Black Cherry Blues (Dave Robicheaux 3)
Page 31
Our cells were unlocked at seven A.M. when a trusty and the night screw wheeled in the food cart, which every morning was stacked with aluminum containers of grits, coffee, and fried pork butts. Until lockup at five in the afternoon, we were free to move around in an area called the bull run, take showers, play cards with a deck whose missing members had been replaced with cards fashioned out of penciled cardboard, or stare listlessly out the window at the tops of the trees on the courthouse lawn. But most of the time I stayed in my cell, filling out loan applications or reading a stiffened, water-stained issue of Reader’s Digest.

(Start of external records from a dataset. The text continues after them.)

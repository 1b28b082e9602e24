//! services/api/src/bin/openapi.rs
//!
//! Writes the OpenAPI document for the slideshow REST API to `openapi.json`.

use api_lib::web::rest::ApiDoc;
use utoipa::OpenApi;

fn generate_spec(
    api_doc: utoipa::openapi::OpenApi,
    path: &str,
) -> Result<(), Box<dyn std::error::Error>> {
    let spec_json = api_doc.to_pretty_json()?;
    std::fs::write(path, spec_json)?;
    println!("OpenAPI document written to {}", path);
    Ok(())
}

fn main() -> Result<(), Box<dyn std::error::Error>> {
    let path = std::env::args().nth(1).unwrap_or_else(|| "openapi.json".to_string());
    generate_spec(ApiDoc::openapi(), &path)
}
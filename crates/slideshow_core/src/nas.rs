//! crates/slideshow_core/src/nas.rs
//!
//! A thin client over the `NasTransport` and `RequestUrlBuilder` ports that
//! decodes the NAS response envelope and races every call against cancellation.

use crate::domain::ApiRequest;
use crate::error::{SlideshowError, SlideshowResult};
use crate::ports::{ByteStream, NasTransport, RequestUrlBuilder};
use serde::de::DeserializeOwned;
use serde::Deserialize;
use std::future::Future;
use std::sync::Arc;
use std::time::Duration;
use tokio_util::sync::CancellationToken;
use tracing::debug;

/// Upper bound for cleanup calls that ignore the caller's cancellation.
pub const CLEANUP_TIMEOUT: Duration = Duration::from_secs(30);

/// The `{ success, data, error }` wrapper every NAS response uses.
#[derive(Debug, Deserialize)]
pub struct ApiEnvelope<T> {
    #[serde(default)]
    pub success: bool,
    pub data: Option<T>,
    pub error: Option<ApiErrorBody>,
}

#[derive(Debug, Deserialize)]
pub struct ApiErrorBody {
    pub code: i64,
}

impl<T> ApiEnvelope<T> {
    /// The remote error code, or `0` when none was reported.
    pub fn error_code(&self) -> i64 {
        self.error.as_ref().map(|e| e.code).unwrap_or(0)
    }
}

/// Races `fut` against `cancel`; cancellation wins ties.
pub async fn cancellable<F, T>(cancel: &CancellationToken, fut: F) -> SlideshowResult<T>
where
    F: Future<Output = SlideshowResult<T>>,
{
    tokio::select! {
        biased;
        _ = cancel.cancelled() => Err(SlideshowError::Cancelled),
        result = fut => result,
    }
}

#[derive(Clone)]
pub struct NasClient {
    transport: Arc<dyn NasTransport>,
    urls: Arc<dyn RequestUrlBuilder>,
}

impl NasClient {
    pub fn new(transport: Arc<dyn NasTransport>, urls: Arc<dyn RequestUrlBuilder>) -> Self {
        Self { transport, urls }
    }

    /// Sends `request` and decodes the envelope.
    pub async fn call<T: DeserializeOwned>(
        &self,
        request: &ApiRequest,
        cancel: &CancellationToken,
    ) -> SlideshowResult<ApiEnvelope<T>> {
        let url = self.urls.build_url(request);
        debug!(api = %request.api, method = %request.method, version = request.version, "Calling NAS");
        let body = cancellable(cancel, async { Ok(self.transport.get_json(&url).await?) }).await?;
        Ok(serde_json::from_value(body)?)
    }

    /// Sends `request` under its own deadline, independent of any caller cancellation.
    pub async fn call_detached<T: DeserializeOwned>(
        &self,
        request: &ApiRequest,
    ) -> SlideshowResult<ApiEnvelope<T>> {
        let detached = CancellationToken::new();
        match tokio::time::timeout(CLEANUP_TIMEOUT, self.call(request, &detached)).await {
            Ok(result) => result,
            Err(_) => Err(SlideshowError::Transport(format!(
                "{} {} did not complete within {:?}",
                request.api, request.method, CLEANUP_TIMEOUT
            ))),
        }
    }

    /// Opens a raw body stream for `request`.
    pub async fn stream(
        &self,
        request: &ApiRequest,
        cancel: &CancellationToken,
    ) -> SlideshowResult<ByteStream> {
        let url = self.urls.build_url(request);
        debug!(api = %request.api, method = %request.method, "Opening NAS stream");
        cancellable(cancel, async { Ok(self.transport.get_stream(&url).await?) }).await
    }
}

#[cfg(test)]
mod tests {
    use super::*;

    #[test]
    fn test_envelope_tolerates_missing_fields() {
        let envelope: ApiEnvelope<serde_json::Value> =
            serde_json::from_value(serde_json::json!({ "error": { "code": 119 } })).unwrap();

        assert!(!envelope.success);
        assert!(envelope.data.is_none());
        assert_eq!(envelope.error_code(), 119);
    }

    #[tokio::test]
    async fn test_cancellable_prefers_cancellation() {
        let token = CancellationToken::new();
        token.cancel();

        let result = cancellable(&token, async { Ok::<_, SlideshowError>(1) }).await;
        assert!(matches!(result, Err(SlideshowError::Cancelled)));
    }
}
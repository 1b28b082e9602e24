pub mod auth;
pub mod capabilities;
pub mod catalog;
pub mod domain;
pub mod download;
pub mod error;
pub mod geo;
pub mod nas;
pub mod pipeline;
pub mod ports;
pub mod search;
pub mod unpack;

#[cfg(test)]
pub(crate) mod test_support;

pub use catalog::MediaCatalog;
pub use domain::{
    CaptureTime, Credentials, DeleteOutcome, SearchTuning, Session, SlideRecord, SlideshowOptions,
};
pub use error::{SlideshowError, SlideshowResult};
pub use geo::{GeoCache, GeoResolver, GEO_CACHE_TTL};
pub use nas::NasClient;
pub use pipeline::SlideshowPipeline;
pub use ports::{
    ByteStream, NasTransport, PlaceLookup, PortError, PortResult, RequestUrlBuilder, SharedCache,
};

I was sitting on the side of my iron bunk, which hung from the wall on chains, printing across the top of an application, when a shadow moved across the page. Silhouetted in the open door of my cell was the biker who had nailed his girl’s hands to a tree. He was thick-bodied and shirtless, his breasts covered with tattooed birds, and his uncut hair and wild beard made his head look as though it were surrounded by a mane. I could feel his eyes move across the side of my face, peel away tissue, probe for the soft organ, the character weakness, the severed nerve.
“You think you can cut it up there?” he said.

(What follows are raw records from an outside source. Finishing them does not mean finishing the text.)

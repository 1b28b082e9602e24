//! services/api/src/bin/api.rs

use api_lib::{
    adapters::{
        GooglePlaceLookup, MockPlaceLookup, RedisSharedCache, ReqwestNasTransport,
        SynologyUrlBuilder, GEOCODE_TIMEOUT,
    },
    config::Config,
    error::ApiError,
    web::{
        delete_slides_handler, download_photos_handler, list_slides_handler, rest::ApiDoc,
        state::AppState,
    },
};
use axum::http::{header::{ACCEPT, CONTENT_TYPE}, HeaderValue, Method};
use axum::{routing::get, Router};
use slideshow_core::{
    GeoCache, GeoResolver, NasClient, PlaceLookup, SharedCache, SlideshowPipeline, GEO_CACHE_TTL,
};
use std::sync::Arc;
use tower_http::{cors::CorsLayer, services::ServeDir};
use tracing::{info, warn};
use tracing_subscriber::{layer::SubscriberExt, util::SubscriberInitExt};
use utoipa::OpenApi;
use utoipa_swagger_ui::SwaggerUi;

/// The shared geo cache tier. The cache is advisory, so an unreachable Redis
/// leaves the service running on the in-process tier alone.
async fn shared_cache(config: &Config) -> Option<Arc<dyn SharedCache>> {
    let url = config.redis_url.as_deref()?;
    match RedisSharedCache::connect(url).await {
        Ok(cache) => Some(Arc::new(cache)),
        Err(e) => {
            warn!("Shared geo cache unavailable, using the in-process cache only: {}", e);
            None
        }
    }
}

/// Builds the place resolver, or `None` when geolocation is switched off.
async fn geo_resolver(config: &Config) -> Result<Option<Arc<GeoResolver>>, ApiError> {
    if !config.geolocation_enabled {
        return Ok(None);
    }

    let lookup: Arc<dyn PlaceLookup> = if config.geolocation_mocks {
        info!("Geolocation enabled with the mock geocoder");
        Arc::new(MockPlaceLookup)
    } else {
        let api_key = config
            .google_maps_api_key
            .clone()
            .ok_or_else(|| ApiError::Internal("GOOGLE_MAPS_API_KEY is required".to_string()))?;
        info!("Geolocation enabled with the Google Maps geocoder");
        Arc::new(GooglePlaceLookup::new(api_key, GEOCODE_TIMEOUT)?)
    };

    Ok(Some(Arc::new(GeoResolver::new(
        lookup,
        GeoCache::new(shared_cache(config).await, GEO_CACHE_TTL),
    ))))
}

#[tokio::main]
async fn main() -> Result<(), ApiError> {
    // --- 1. Load Configuration & Set Up Logging ---
    let config = Arc::new(Config::from_env()?);
    tracing_subscriber::registry()
        .with(tracing_subscriber::EnvFilter::new(config.log_level.to_string()))
        .with(tracing_subscriber::fmt::layer())
        .init();
    info!("Configuration loaded. Starting server...");

    // --- 2. Initialize Service Adapters ---
    let transport = Arc::new(ReqwestNasTransport::new(config.nas_accept_invalid_certs)?);
    let urls = Arc::new(
        SynologyUrlBuilder::new(&config.nas_base_url)
            .map_err(|e| ApiError::Internal(format!("Invalid NAS base URL: {}", e)))?,
    );
    let nas = NasClient::new(transport, urls);
    let geo = geo_resolver(&config).await?;

    // --- 3. Build the Pipeline and Shared AppState ---
    tokio::fs::create_dir_all(&config.download_root).await?;
    let pipeline = Arc::new(SlideshowPipeline::new(
        nas,
        config.credentials(),
        config.slideshow_options(),
        geo,
    ));
    let app_state = Arc::new(AppState::new(pipeline));

    // --- 4. Create the Web Router ---
    let origin = config
        .cors_origin
        .parse::<HeaderValue>()
        .map_err(|e| ApiError::Internal(format!("Invalid CORS_ORIGIN: {}", e)))?;
    let cors = CorsLayer::new()
        .allow_origin(origin)
        .allow_methods([Method::GET, Method::DELETE, Method::OPTIONS])
        .allow_headers([CONTENT_TYPE, ACCEPT]);

    let api_router = Router::new()
        .route("/download-photos", get(download_photos_handler))
        .route("/slides", get(list_slides_handler).delete(delete_slides_handler))
        .nest_service("/photos", ServeDir::new(&config.download_root))
        .layer(cors)
        .with_state(app_state);

    // Merge the API router with the Swagger UI router for a complete application.
    let app = Router::new()
        .merge(api_router)
        .merge(SwaggerUi::new("/swagger-ui").url("/api-docs/openapi.json", ApiDoc::openapi()));

    // --- 5. Start the Server ---
    info!("Starting server on {}", config.bind_address);
    info!(
        "Swagger UI available at http://{}/swagger-ui",
        config.bind_address
    );
    let listener = tokio::net::TcpListener::bind(&config.bind_address).await?;
    axum::serve(listener, app).await?;

    Ok(())
}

I wet my pencil tip and kept on writing without looking up.
“What place is that?” I said.
“Angola. You think you can hack it?”
“I’m not planning on being there.”
“That’s what I said my first jolt. Next stop, three years up in the Block with the big stripes. They got some badass dudes there, man.”
I turned to the next page and tried to concentrate on the printed words.
“The night screw says you’re an ex-cop,” he said.
I set my pencil down and looked at the opposite wall.
“Does that make a problem for you?” I said.
“Not me, man. But there’s some mean fuckers up on that farm. There’s guys that’ll run by your cell and throw a gasoline bomb in on you. Melt you into grease.”
“I don’t want to be rude, but you’re standing in my light.”
He grinned, and there was a malevolent light in his face. Then he stretched, yawned, laughed outright as though he were witnessing an absurdity of
some kind, and walked away to the window that gave onto the courthouse lawn.
I did push-ups, I did curls by lifting the bunk with my fingertips, I took showers, and I slept as much as I could. At night I could hear the others breaking wind, talking to themselves, masturbating, snoring. The enormous Negro sometimes sang a song that began, “My soul is in a paper bag at the bottom of your garbage can.” Then one night he went crazy in his cell, gripping the bars with both hands and bashing his head against them until blood and sweat were flying out into the bull run and we heard the screw shoot the steel lock bar on the door.
On the thirteenth day I received two visitors I wasn’t prepared for. A deputy escorted me down the spiral metal stairs to a windowless room that was used as a visiting area for those of us who were charged with violent crimes. Sitting at a wood table scarred with cigarette burns were Dixie Lee Pugh, one arm in a sling, his yellow hair crisscrossed with bandages, and my old homicide partner, Cletus Purcel. As always, Clete looked too big for his shirt, his sport coat, the tie that was pulled loose from his throat, the trousers that climbed above his socks. His cigarette looked tiny in his hand, the stitched scar through his eyebrow a cosmetic distraction from the physical confidence and humor in his face.
Clete, old friend, why did you throw it in?
They were both smiling so broadly they might have been at a party. I smelled beer on Dixie’s breath. I sat down at the table, and the deputy locked a barred door behind me and sat on a chair outside.
“You made your bail all right, huh, Dixie?” I said.
He wore a maroon shirt hanging outside his gray slacks, and one foot was bandaged and covered with two athletic socks. His stomach made a thick roll against the bottom of his shirt.
“Better than that, Dave. They cut me loose.”
“They did what?”
“I’m out of it. Free and clear. They dropped the possessions charge.” He was looking at the expression on my face.
“They lost interest,” Clete said.
“Oh? How’s that?”
“Come on, Dave. Lighten up. You know how it works,” Clete said.
“No, I think my education is ongoing here.”
“We already have a firm on retainer in New Orleans, and I hired the best in Lafayette. You know these local guys aren’t going to get tied up in court for months over a chickenshit holding bust.”